▶ [HOW TO COMPLETE THIS TASK]: The answer must be a single number: the count of lines in the data below that hold the word "enrich".

[Saved entries]
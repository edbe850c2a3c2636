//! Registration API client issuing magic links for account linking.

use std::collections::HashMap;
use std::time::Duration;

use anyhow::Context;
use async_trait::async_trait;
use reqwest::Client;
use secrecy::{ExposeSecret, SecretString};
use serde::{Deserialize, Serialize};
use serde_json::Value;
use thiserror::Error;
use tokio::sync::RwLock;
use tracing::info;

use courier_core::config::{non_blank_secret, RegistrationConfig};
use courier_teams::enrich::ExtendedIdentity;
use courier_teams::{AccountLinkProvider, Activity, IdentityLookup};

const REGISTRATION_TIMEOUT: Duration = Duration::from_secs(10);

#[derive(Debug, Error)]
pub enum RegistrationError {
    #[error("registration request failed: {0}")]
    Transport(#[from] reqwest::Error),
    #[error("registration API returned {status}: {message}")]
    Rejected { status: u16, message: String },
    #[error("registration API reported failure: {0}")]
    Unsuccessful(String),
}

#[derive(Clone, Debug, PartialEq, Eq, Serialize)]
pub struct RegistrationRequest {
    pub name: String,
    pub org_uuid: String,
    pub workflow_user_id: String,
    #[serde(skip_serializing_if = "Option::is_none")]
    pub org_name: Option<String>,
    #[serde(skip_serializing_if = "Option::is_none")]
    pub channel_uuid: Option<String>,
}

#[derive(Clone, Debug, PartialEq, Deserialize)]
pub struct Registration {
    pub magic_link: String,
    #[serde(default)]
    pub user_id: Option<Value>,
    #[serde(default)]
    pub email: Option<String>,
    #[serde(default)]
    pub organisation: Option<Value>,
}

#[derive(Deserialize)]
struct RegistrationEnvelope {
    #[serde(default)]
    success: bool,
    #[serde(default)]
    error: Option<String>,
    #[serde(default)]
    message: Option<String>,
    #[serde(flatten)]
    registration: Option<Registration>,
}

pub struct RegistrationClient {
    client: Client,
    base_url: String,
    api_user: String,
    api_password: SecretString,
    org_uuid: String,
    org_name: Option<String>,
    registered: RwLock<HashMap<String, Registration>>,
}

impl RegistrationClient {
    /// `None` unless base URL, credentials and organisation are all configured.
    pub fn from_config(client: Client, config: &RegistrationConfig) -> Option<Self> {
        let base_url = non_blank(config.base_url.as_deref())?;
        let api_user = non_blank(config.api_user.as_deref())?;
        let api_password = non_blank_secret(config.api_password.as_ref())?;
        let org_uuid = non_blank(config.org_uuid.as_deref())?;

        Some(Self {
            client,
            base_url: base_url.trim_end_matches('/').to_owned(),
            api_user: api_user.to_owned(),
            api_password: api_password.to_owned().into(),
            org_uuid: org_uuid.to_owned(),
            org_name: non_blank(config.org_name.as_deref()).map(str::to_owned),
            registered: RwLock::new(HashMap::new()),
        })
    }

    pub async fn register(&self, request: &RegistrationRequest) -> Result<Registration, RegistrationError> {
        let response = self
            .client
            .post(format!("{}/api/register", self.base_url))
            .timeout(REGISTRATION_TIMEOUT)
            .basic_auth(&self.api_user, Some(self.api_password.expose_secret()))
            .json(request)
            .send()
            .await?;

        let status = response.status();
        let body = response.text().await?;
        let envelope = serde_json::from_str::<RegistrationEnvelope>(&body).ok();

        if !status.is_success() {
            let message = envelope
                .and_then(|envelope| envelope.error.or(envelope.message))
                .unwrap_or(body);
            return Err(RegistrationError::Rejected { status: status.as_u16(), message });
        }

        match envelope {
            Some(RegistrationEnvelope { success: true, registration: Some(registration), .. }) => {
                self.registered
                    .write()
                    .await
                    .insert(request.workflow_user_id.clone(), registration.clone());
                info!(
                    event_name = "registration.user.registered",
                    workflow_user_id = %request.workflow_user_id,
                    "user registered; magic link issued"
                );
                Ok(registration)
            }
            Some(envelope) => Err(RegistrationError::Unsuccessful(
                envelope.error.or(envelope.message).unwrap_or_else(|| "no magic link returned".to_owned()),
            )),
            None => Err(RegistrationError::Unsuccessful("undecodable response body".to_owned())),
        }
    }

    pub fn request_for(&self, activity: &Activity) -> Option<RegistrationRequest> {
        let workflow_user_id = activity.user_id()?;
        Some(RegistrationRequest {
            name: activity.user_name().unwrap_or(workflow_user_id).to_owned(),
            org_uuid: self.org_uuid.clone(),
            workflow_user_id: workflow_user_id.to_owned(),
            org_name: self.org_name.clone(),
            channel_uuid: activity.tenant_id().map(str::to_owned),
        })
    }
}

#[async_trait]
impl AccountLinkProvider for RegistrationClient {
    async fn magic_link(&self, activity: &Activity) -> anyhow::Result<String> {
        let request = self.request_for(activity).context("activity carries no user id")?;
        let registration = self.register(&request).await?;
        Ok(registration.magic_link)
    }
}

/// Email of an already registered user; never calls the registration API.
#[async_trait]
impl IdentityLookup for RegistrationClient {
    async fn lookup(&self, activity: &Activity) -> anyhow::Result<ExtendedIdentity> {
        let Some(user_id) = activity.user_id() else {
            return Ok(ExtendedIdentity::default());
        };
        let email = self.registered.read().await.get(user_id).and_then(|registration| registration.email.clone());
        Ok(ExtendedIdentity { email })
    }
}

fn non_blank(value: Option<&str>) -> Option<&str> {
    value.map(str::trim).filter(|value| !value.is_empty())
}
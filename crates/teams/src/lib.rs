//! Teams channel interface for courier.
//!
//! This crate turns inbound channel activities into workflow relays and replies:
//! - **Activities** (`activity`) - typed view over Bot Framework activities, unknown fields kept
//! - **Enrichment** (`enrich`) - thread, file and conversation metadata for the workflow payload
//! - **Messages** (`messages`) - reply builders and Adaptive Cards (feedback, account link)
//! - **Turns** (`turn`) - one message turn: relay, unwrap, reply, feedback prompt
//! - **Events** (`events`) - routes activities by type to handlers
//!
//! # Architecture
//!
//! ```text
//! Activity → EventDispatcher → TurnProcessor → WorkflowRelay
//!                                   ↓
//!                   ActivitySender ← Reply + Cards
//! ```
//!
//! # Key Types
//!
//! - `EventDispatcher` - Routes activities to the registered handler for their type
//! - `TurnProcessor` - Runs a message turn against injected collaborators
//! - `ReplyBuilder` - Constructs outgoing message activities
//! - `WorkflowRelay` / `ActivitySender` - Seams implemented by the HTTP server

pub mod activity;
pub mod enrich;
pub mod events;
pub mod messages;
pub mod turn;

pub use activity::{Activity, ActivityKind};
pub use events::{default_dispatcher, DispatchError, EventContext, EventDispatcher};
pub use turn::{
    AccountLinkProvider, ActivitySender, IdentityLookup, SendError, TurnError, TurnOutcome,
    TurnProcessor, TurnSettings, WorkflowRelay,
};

▶ [ANSWER FOR THE TASK]: 3